*WHAT TO DO*: What lines in the records below include the word "decode"? Return each one.

(Stored data)
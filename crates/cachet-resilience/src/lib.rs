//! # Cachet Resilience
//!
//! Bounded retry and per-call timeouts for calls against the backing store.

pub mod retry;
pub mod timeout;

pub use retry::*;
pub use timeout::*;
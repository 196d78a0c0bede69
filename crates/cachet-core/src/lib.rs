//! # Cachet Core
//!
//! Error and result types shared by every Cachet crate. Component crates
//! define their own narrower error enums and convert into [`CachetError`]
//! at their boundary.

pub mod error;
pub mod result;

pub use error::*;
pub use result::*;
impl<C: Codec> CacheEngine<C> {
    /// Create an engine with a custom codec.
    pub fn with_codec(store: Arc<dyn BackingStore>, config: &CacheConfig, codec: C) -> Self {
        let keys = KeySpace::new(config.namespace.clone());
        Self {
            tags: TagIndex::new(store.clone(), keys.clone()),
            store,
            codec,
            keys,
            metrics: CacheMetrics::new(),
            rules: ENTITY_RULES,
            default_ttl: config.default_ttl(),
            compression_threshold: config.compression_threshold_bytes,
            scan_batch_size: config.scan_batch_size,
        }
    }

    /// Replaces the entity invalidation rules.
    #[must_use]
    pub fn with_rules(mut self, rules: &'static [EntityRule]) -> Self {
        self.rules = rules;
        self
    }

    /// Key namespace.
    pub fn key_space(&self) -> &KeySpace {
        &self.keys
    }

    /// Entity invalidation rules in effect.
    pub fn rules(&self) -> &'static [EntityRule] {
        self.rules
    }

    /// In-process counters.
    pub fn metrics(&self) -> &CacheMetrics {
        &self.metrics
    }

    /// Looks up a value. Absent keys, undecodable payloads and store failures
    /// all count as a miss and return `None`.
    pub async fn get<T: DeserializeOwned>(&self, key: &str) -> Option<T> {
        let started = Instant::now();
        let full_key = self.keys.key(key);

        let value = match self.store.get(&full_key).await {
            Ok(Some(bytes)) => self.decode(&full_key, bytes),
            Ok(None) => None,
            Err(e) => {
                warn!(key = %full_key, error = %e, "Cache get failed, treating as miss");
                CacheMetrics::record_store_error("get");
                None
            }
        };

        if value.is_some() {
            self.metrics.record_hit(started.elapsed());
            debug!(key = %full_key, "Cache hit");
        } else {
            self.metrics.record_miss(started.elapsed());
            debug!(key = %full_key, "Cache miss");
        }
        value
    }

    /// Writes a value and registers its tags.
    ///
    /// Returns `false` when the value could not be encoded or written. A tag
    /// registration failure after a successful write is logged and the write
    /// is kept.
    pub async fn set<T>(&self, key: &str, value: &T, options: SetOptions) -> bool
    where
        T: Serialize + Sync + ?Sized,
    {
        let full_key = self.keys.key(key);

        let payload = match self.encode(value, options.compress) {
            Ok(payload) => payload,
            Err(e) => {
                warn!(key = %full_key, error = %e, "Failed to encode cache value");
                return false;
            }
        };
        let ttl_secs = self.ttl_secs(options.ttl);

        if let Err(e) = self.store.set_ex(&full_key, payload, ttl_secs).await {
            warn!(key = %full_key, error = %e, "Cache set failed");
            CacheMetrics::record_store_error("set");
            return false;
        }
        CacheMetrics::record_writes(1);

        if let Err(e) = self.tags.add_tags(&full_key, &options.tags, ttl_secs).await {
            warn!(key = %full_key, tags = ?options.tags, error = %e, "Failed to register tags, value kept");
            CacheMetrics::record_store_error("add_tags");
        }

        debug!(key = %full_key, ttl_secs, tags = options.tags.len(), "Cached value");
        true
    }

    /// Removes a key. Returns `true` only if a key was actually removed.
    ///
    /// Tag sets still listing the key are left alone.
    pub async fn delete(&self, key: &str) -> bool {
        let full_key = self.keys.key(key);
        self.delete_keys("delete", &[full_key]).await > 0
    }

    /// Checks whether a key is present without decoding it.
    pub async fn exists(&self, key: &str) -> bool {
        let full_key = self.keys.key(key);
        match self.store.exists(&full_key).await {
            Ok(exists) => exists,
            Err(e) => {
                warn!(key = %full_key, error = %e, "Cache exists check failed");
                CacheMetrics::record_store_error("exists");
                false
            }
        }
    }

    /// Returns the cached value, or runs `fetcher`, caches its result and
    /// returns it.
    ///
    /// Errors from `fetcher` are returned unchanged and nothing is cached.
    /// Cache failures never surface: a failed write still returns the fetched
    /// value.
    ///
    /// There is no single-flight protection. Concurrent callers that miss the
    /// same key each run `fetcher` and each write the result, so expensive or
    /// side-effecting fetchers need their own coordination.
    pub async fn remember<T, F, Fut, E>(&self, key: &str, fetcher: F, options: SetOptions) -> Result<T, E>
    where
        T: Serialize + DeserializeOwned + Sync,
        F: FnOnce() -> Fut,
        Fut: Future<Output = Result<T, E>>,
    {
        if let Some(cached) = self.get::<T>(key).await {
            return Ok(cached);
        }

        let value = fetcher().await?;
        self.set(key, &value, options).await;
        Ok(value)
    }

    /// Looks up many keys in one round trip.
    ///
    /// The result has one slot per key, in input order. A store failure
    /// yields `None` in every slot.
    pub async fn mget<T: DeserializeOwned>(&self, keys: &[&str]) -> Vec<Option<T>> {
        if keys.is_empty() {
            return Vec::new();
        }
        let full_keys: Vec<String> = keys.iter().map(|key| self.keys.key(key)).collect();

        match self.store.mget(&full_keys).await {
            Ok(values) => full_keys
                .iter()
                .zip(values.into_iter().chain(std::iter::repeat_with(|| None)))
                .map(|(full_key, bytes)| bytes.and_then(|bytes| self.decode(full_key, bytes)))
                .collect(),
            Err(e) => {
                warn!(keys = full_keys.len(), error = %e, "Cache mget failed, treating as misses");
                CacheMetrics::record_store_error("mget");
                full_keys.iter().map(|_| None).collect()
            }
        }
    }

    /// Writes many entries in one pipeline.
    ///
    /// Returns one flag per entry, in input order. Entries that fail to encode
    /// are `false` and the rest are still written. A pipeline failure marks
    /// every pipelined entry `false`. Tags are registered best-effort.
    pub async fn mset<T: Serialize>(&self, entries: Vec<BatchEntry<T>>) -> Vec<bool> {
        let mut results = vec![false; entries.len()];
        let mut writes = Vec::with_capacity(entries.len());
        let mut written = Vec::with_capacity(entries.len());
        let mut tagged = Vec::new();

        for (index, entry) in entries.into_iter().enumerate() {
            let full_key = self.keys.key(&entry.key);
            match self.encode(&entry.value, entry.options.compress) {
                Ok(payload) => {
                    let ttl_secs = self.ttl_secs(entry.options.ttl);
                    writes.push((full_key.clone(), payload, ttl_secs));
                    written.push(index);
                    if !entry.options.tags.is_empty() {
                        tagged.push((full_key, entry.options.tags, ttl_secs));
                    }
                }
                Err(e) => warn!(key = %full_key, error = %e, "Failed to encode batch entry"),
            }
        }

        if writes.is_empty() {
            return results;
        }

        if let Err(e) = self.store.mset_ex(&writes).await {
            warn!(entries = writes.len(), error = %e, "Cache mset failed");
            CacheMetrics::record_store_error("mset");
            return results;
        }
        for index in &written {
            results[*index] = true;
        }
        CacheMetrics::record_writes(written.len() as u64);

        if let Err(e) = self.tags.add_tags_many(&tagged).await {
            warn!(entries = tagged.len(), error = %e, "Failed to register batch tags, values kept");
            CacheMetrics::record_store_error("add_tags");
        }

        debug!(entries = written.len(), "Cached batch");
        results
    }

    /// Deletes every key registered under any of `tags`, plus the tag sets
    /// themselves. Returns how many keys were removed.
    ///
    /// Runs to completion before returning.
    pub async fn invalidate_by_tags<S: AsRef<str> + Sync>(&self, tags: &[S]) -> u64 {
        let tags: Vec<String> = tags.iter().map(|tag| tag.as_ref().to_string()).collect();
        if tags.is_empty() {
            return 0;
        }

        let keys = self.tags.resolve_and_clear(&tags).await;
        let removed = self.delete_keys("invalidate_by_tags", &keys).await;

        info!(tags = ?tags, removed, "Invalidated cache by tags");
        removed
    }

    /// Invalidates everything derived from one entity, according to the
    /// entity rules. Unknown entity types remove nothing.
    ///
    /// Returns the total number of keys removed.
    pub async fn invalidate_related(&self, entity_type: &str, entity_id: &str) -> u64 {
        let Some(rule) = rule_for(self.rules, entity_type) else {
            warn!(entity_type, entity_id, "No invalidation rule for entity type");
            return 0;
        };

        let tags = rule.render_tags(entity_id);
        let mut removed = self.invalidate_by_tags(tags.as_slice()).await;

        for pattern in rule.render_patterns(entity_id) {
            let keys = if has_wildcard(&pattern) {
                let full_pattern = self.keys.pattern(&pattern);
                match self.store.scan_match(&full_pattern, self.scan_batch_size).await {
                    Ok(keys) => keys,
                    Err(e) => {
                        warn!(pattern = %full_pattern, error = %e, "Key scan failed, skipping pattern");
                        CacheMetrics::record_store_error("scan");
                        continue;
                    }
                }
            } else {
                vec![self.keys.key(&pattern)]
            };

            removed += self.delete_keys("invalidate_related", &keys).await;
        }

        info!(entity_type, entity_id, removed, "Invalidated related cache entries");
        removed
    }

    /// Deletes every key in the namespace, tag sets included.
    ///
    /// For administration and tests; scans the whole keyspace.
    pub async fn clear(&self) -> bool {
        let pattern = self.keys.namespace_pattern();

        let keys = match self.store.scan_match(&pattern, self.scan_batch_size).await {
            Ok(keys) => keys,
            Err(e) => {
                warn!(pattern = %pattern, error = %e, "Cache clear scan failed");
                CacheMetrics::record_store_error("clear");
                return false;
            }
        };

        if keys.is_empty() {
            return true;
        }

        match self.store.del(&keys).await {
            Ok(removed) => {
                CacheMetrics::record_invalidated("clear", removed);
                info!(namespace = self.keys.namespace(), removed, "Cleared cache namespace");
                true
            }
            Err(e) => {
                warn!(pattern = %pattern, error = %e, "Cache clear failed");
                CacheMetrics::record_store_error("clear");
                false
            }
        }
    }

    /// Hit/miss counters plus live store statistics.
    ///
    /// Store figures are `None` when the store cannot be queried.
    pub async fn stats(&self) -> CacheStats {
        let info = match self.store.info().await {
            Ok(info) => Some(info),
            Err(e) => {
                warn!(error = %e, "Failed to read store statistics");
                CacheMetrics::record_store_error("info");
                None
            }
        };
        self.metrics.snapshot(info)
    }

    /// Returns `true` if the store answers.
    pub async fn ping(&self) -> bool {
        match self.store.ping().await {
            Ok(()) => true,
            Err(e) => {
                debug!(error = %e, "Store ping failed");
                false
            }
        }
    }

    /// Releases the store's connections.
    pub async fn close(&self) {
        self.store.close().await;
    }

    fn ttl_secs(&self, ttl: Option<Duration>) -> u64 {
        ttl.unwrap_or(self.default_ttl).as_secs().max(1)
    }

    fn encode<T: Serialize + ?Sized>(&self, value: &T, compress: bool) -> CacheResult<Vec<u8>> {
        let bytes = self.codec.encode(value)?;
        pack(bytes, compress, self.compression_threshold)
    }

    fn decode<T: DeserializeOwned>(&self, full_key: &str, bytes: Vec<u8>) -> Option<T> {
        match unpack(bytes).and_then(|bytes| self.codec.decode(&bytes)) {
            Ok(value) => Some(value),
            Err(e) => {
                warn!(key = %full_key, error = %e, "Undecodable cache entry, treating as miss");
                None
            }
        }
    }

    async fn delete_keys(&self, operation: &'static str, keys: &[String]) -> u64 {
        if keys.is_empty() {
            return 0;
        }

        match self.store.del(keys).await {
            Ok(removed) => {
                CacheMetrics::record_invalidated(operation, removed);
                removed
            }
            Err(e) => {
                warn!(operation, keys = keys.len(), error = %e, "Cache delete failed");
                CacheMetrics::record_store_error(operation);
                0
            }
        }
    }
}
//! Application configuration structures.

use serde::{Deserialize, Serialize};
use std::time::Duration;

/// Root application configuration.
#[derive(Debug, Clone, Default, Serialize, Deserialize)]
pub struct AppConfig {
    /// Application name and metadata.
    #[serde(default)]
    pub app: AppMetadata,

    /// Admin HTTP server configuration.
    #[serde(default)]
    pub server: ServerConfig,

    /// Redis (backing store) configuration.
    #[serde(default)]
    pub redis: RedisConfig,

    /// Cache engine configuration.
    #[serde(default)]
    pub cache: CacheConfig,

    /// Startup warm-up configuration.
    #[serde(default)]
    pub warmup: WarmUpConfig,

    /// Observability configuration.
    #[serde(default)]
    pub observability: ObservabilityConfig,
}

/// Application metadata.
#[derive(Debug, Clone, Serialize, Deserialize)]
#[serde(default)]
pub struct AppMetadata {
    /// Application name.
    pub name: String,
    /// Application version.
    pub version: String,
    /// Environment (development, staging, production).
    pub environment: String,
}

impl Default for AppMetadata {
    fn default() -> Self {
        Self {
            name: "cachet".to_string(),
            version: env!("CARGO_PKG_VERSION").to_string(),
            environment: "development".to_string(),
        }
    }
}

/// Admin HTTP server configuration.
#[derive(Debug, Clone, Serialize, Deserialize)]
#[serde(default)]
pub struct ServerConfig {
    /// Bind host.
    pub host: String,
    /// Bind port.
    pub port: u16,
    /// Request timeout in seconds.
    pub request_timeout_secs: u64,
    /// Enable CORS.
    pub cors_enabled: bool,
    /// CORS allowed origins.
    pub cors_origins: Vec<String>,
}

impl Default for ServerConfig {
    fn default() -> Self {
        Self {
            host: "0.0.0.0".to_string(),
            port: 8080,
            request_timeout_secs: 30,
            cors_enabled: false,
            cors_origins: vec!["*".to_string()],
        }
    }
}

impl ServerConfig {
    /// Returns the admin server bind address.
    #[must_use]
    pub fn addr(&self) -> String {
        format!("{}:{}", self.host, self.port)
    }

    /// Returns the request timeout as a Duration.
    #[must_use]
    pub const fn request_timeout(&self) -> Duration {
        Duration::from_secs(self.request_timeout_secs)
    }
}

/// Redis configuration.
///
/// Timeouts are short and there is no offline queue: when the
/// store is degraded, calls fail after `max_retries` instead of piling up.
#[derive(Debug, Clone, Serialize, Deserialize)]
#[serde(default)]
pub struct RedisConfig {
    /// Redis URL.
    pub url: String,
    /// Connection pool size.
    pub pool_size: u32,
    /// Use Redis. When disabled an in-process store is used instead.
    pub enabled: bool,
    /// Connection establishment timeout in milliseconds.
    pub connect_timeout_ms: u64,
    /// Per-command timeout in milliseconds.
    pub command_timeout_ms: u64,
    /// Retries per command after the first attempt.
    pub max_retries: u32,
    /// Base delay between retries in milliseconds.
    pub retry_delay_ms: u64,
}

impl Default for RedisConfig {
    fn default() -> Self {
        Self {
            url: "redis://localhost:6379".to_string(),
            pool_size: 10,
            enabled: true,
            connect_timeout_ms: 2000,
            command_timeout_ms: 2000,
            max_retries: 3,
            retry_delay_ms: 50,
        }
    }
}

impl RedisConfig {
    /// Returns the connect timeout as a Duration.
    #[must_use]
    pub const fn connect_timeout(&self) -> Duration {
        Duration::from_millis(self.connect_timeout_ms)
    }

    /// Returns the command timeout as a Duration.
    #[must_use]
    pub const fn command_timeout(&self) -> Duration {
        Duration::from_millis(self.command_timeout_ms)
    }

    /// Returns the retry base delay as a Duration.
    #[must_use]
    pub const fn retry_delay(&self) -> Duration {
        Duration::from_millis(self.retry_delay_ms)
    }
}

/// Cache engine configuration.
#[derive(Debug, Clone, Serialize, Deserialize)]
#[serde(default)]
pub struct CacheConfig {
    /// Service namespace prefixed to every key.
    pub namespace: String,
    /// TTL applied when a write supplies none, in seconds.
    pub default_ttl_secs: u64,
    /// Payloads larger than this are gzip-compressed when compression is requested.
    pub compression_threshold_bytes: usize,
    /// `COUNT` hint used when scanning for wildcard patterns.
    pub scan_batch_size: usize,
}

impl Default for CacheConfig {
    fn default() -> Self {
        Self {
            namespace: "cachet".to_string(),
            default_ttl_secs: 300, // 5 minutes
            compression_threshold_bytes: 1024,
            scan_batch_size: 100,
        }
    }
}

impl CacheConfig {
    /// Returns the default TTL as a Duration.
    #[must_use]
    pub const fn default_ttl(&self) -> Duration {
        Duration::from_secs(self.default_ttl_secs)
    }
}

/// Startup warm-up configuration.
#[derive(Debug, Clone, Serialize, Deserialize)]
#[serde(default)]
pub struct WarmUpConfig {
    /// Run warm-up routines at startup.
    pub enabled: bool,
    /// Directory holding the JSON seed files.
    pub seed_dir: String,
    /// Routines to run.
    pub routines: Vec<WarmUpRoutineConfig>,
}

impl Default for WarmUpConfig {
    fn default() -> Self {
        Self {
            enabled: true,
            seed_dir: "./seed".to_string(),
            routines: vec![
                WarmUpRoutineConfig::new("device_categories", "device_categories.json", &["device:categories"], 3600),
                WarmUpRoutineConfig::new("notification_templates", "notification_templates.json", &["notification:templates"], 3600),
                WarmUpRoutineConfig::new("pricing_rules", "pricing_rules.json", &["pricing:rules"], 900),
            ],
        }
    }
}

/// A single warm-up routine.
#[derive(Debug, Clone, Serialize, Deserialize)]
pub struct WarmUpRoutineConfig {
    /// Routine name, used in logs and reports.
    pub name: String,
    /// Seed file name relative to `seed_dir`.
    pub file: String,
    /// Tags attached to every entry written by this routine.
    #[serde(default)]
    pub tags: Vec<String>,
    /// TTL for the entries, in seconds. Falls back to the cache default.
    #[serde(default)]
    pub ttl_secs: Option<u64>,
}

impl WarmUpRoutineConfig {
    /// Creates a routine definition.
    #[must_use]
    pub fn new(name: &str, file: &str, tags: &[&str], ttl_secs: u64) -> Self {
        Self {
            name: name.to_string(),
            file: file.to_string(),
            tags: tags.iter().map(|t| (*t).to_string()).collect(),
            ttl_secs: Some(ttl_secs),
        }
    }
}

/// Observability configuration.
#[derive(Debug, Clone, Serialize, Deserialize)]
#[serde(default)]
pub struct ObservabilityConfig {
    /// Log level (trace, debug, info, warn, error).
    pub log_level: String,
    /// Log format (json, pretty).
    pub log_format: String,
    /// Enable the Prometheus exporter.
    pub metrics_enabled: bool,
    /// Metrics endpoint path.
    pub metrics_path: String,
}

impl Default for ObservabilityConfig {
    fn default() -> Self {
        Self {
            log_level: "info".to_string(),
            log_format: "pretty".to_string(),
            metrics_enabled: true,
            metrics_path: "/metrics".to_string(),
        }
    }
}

--

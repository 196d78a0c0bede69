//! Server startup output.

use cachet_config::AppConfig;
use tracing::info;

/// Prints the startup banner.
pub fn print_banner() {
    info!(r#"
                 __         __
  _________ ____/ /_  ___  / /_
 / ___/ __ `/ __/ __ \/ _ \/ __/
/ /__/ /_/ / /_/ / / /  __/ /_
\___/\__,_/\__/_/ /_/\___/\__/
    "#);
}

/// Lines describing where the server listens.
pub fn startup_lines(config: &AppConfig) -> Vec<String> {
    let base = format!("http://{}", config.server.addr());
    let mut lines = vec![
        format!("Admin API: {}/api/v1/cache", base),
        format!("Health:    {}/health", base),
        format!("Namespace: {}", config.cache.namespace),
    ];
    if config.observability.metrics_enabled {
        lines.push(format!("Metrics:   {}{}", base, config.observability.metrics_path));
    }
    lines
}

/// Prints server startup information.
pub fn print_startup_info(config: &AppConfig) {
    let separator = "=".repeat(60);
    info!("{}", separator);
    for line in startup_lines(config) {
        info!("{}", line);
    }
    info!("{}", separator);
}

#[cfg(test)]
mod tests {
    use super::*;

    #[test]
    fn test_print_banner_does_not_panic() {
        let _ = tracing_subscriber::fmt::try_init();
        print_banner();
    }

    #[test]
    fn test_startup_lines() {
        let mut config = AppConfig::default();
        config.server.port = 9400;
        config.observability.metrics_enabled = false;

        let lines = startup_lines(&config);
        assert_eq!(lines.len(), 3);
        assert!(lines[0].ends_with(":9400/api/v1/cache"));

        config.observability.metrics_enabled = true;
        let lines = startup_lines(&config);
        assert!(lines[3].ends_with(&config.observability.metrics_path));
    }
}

...

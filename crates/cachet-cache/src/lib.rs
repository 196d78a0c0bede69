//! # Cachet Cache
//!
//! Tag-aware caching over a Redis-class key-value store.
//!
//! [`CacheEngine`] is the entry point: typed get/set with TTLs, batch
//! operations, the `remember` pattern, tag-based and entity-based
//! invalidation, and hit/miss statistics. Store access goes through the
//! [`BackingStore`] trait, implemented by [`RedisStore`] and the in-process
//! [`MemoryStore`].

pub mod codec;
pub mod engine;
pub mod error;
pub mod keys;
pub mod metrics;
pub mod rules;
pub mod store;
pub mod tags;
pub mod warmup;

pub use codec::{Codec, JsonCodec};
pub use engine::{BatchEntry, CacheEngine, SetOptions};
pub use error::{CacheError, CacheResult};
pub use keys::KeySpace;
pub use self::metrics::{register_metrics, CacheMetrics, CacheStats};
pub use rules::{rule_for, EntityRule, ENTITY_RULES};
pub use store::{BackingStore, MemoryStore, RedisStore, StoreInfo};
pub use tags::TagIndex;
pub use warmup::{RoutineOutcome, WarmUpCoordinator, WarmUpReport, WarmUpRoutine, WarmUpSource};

*FINISHED EXERCISE*:
            Ok(Some(bytes)) => self.decode(&full_key, bytes),
                .map(|(full_key, bytes)| bytes.and_then(|bytes| self.decode(full_key, bytes)))
    fn decode<T: DeserializeOwned>(&self, full_key: &str, bytes: Vec<u8>) -> Option<T> {
        match unpack(bytes).and_then(|bytes| self.codec.decode(&bytes)) {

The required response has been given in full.